ご存知の通り、モナークの破産は突然だったため、欧州各地で11万人が取り残されるという、イギリス航空史上最大の倒産劇となってしまいます。イギリス民間航空局が帰国の為の臨時便を大量に手配する事態となり、日本を含めた世界中で大きく報道されました。当ブログでも破産直後にモナーク航空について取り上げています。

 

www.meihokuriku-alps.com

 

また、突然の破たんでツアーキャンセルになり、お金が戻ってこなかったり旅行先から帰ってこれなくなったりして社会問題となった「てるみくらぶ」を思い出した方も多いのではないでしょうか。てるみくらぶについては係長様の「しくじり企業L」で取り上げられていますので、詳しくはこちらをご覧下さい。

 


【ゆっくり解説】しくじり企業L 01話 ~てるみくらぶ~

 

さて、モナーク航空に限らず、航空会社はなぜかある日突然破産して飛行機が止まる、というケースがしばしば起こります。

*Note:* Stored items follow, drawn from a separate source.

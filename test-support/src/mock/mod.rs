//! Mock 实现模块
//!
//! 提供子系统运行时操作的 Mock 实现，用于测试

pub mod fs;
pub mod vfs;
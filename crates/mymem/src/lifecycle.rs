//! 设备的加载与卸载
//!
//! 加载依次注册 chrdev（动态 major）、创建设备类、创建设备节点，
//! 任一步失败都会回滚已完成的步骤。卸载按相反顺序进行。

use alloc::sync::Arc;
use device::{DeviceClass, class_create, class_destroy, device_create, device_destroy};
use klog::{pr_alert, pr_info};
use sync::SpinLock;
use vfs::{FsError, makedev, register_chrdev, unregister_chrdev};

use crate::config::MemDevConfig;
use crate::driver::MemDevOps;
use crate::source::{ProcMeminfo, ReportSource};

/// 已加载的设备
///
/// 持有注册结果；只能通过 [`unload`](MemDevice::unload) 释放。
pub struct MemDevice {
    config: MemDevConfig,
    major: u32,
    class: Arc<DeviceClass>,
}

impl MemDevice {
    /// 以默认配置和 `/proc/meminfo` 加载
    pub fn load() -> Result<Self, FsError> {
        Self::load_with(MemDevConfig::default(), Arc::new(ProcMeminfo::new()))
    }

    /// 以指定配置和数据源加载
    pub fn load_with(config: MemDevConfig, source: Arc<dyn ReportSource>) -> Result<Self, FsError> {
        pr_info!("mymem: Initializing memory character device driver");

        let ops = Arc::new(MemDevOps::new(source, config.snapshot_capacity));
        let major = register_chrdev(0, config.device_name, ops).inspect_err(|_| {
            pr_alert!("mymem: Failed to register a major number");
        })?;
        pr_info!("mymem: Registered correctly with major number {}", major);

        let class = match class_create(config.class_name) {
            Ok(class) => class,
            Err(e) => {
                unregister_chrdev(major, config.device_name);
                pr_alert!("mymem: Failed to register device class");
                return Err(e);
            }
        };
        pr_info!("mymem: Device class registered correctly");

        if let Err(e) = device_create(&class, makedev(major, 0), config.device_name) {
            class_destroy(&class);
            unregister_chrdev(major, config.device_name);
            pr_alert!("mymem: Failed to create the device");
            return Err(e);
        }
        pr_info!("mymem: Device created successfully");
        pr_info!("mymem: Use 'cat /dev/{}' to read memory info", config.device_name);

        Ok(Self {
            config,
            major,
            class,
        })
    }

    /// 卸载设备
    pub fn unload(self) {
        device_destroy(&self.class, self.dev());
        pr_info!("mymem: Device removed");
        class_destroy(&self.class);
        pr_info!("mymem: Device class unregistered");
        unregister_chrdev(self.major, self.config.device_name);
        pr_info!("mymem: Unregistered major number {}", self.major);
        pr_info!("mymem: Memory character device driver removed");
    }

    /// 分配到的 major
    pub fn major(&self) -> u32 {
        self.major
    }

    /// 设备号（minor 恒为 0）
    pub fn dev(&self) -> u64 {
        makedev(self.major, 0)
    }

    /// 加载时使用的配置
    pub fn config(&self) -> &MemDevConfig {
        &self.config
    }
}

static INSTANCE: SpinLock<Option<MemDevice>> = SpinLock::new(None);

/// 加载全局实例
///
/// # Errors
/// 已加载时返回 `Busy`；否则返回 [`MemDevice::load`] 的错误。
pub fn init() -> Result<(), FsError> {
    let mut instance = INSTANCE.lock();
    if instance.is_some() {
        return Err(FsError::Busy);
    }
    *instance = Some(MemDevice::load()?);
    Ok(())
}

/// 卸载全局实例，未加载时什么也不做
pub fn exit() {
    let device = INSTANCE.lock().take();
    if let Some(device) = device {
        device.unload();
    }
}

/// 全局实例是否已加载
pub fn is_loaded() -> bool {
    INSTANCE.lock().is_some()
}
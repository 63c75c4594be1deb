//! 设备文件系统
//!
//! 以扁平目录的形式暴露 [`class`](crate::class) 中注册的节点，
//! 并提供按路径打开设备的入口。

use alloc::string::ToString;
use alloc::sync::Arc;
use alloc::vec::Vec;
use core::any::Any;
use vfs::{
    CharDeviceFile, DirEntry, File, FileMode, FileSystem, FsError, Inode, InodeMetadata,
    InodeType, OpenFlags, TimeSpec, lookup_path,
};

use crate::class::{find_node, list_nodes};

/// devfs 根目录
pub struct DevDir;

impl Inode for DevDir {
    fn metadata(&self) -> Result<InodeMetadata, FsError> {
        Ok(InodeMetadata {
            inode_no: 1,
            inode_type: InodeType::Directory,
            mode: FileMode::S_IFDIR | FileMode::from_bits_truncate(0o755),
            uid: 0,
            gid: 0,
            size: 0,
            atime: TimeSpec::zero(),
            mtime: TimeSpec::zero(),
            ctime: TimeSpec::zero(),
            nlinks: 2,
            blocks: 0,
            rdev: 0,
        })
    }

    fn read_at(&self, _offset: usize, _buf: &mut [u8]) -> Result<usize, FsError> {
        Err(FsError::IsDirectory)
    }

    fn lookup(&self, name: &str) -> Result<Arc<dyn Inode>, FsError> {
        find_node(name)
            .map(|node| node as Arc<dyn Inode>)
            .ok_or(FsError::NotFound)
    }

    fn readdir(&self) -> Result<Vec<DirEntry>, FsError> {
        list_nodes()
            .into_iter()
            .map(|node| {
                Ok(DirEntry {
                    name: node.name().to_string(),
                    inode_no: node.metadata()?.inode_no,
                    inode_type: InodeType::CharDevice,
                })
            })
            .collect()
    }

    fn as_any(&self) -> &dyn Any {
        self
    }
}

/// 设备文件系统
pub struct DevFs {
    root: Arc<DevDir>,
}

impl DevFs {
    /// 创建 devfs 实例
    pub fn new() -> Self {
        Self {
            root: Arc::new(DevDir),
        }
    }
}

impl Default for DevFs {
    fn default() -> Self {
        Self::new()
    }
}

impl FileSystem for DevFs {
    fn fs_type(&self) -> &'static str {
        "devtmpfs"
    }

    fn root_inode(&self) -> Arc<dyn Inode> {
        self.root.clone()
    }
}

/// 打开设备节点
///
/// `path` 可以是节点名（`mymem`），也可以是 `/dev/` 下的路径（`/dev/mymem`）。
pub fn open_node(path: &str, flags: OpenFlags) -> Result<Arc<dyn File>, FsError> {
    let rel = path.strip_prefix("/dev/").unwrap_or(path);
    let inode = lookup_path(&DevFs::new().root_inode(), rel)?;
    let file: Arc<dyn File> = CharDeviceFile::open(inode, flags)?;
    Ok(file)
}
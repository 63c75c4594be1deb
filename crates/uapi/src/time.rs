//! 时间相关结构体

/// 对应 Linux 的 `struct timespec`
#[repr(C)]
#[derive(Debug, Clone, Copy, Default, PartialEq, Eq, PartialOrd, Ord)]
pub struct TimeSpec {
    /// 秒
    pub tv_sec: i64,
    /// 纳秒
    pub tv_nsec: i64,
}

impl TimeSpec {
    /// 零时间
    pub const fn zero() -> Self {
        Self {
            tv_sec: 0,
            tv_nsec: 0,
        }
    }

    /// 由毫秒数构造
    pub const fn from_millis(ms: u64) -> Self {
        Self {
            tv_sec: (ms / 1000) as i64,
            tv_nsec: ((ms % 1000) * 1_000_000) as i64,
        }
    }
}
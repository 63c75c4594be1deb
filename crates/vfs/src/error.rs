//! VFS 错误码
//!
//! 每个变体对应一个 Linux errno，系统调用返回时用 [`FsError::to_errno`] 取负值。

/// VFS 错误
#[derive(Debug, Clone, Copy, PartialEq, Eq)]
pub enum FsError {
    /// -ENOENT
    NotFound,
    /// -EEXIST
    AlreadyExists,
    /// -ENOTDIR
    NotDirectory,
    /// -EISDIR
    IsDirectory,
    /// -ENAMETOOLONG
    NameTooLong,
    /// -EINVAL
    InvalidArgument,
    /// -EACCES，也用于按只读/只写打开后的反向操作
    PermissionDenied,
    /// -ENODEV，设备号上没有注册驱动
    NoDevice,
    /// -EBUSY，设备号已被占用或动态池耗尽
    Busy,
    /// -ENOMEM
    OutOfMemory,
    /// -EFAULT，用户地址不可访问
    BadAddress,
    /// -EIO
    IoError,
    /// -ENOTSUP
    NotSupported,
}

impl FsError {
    /// 正 errno
    pub fn errno(&self) -> i32 {
        use uapi::errno::*;

        match self {
            FsError::NotFound => ENOENT,
            FsError::AlreadyExists => EEXIST,
            FsError::NotDirectory => ENOTDIR,
            FsError::IsDirectory => EISDIR,
            FsError::NameTooLong => ENAMETOOLONG,
            FsError::InvalidArgument => EINVAL,
            FsError::PermissionDenied => EACCES,
            FsError::NoDevice => ENODEV,
            FsError::Busy => EBUSY,
            FsError::OutOfMemory => ENOMEM,
            FsError::BadAddress => EFAULT,
            FsError::IoError => EIO,
            FsError::NotSupported => ENOTSUP,
        }
    }

    /// 系统调用返回值（负 errno）
    pub fn to_errno(&self) -> isize {
        -(self.errno() as isize)
    }
}

impl core::fmt::Display for FsError {
    fn fmt(&self, f: &mut core::fmt::Formatter<'_>) -> core::fmt::Result {
        write!(f, "{:?} (errno {})", self, self.errno())
    }
}

#[cfg(test)]
mod tests {
    use super::FsError;

    #[test]
    fn errno_matches_linux() {
        assert_eq!(FsError::NotFound.to_errno(), -2);
        assert_eq!(FsError::OutOfMemory.to_errno(), -12);
        assert_eq!(FsError::BadAddress.to_errno(), -14);
        assert_eq!(FsError::Busy.to_errno(), -16);
        assert_eq!(FsError::NoDevice.to_errno(), -19);
    }

    #[test]
    fn display_includes_errno() {
        use alloc::string::ToString;
        assert_eq!(FsError::BadAddress.to_string(), "BadAddress (errno 14)");
    }
}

古くはタイのエア・サイアムが突然運航停止となり、旅行者が国外に取り残された例や、同時多発テロ後にスイスのフラッグキャリア・スイス航空が資金ショートを起こして飛行機が差し押さえられ、全便運航停止となった例、記憶に新しいところでは台湾のトランスアジア航空が前日に運航停止を表明した後、会社解散を決めた例など、何の前触れもなく「突然死」してしまう事例が過去に何度もありました。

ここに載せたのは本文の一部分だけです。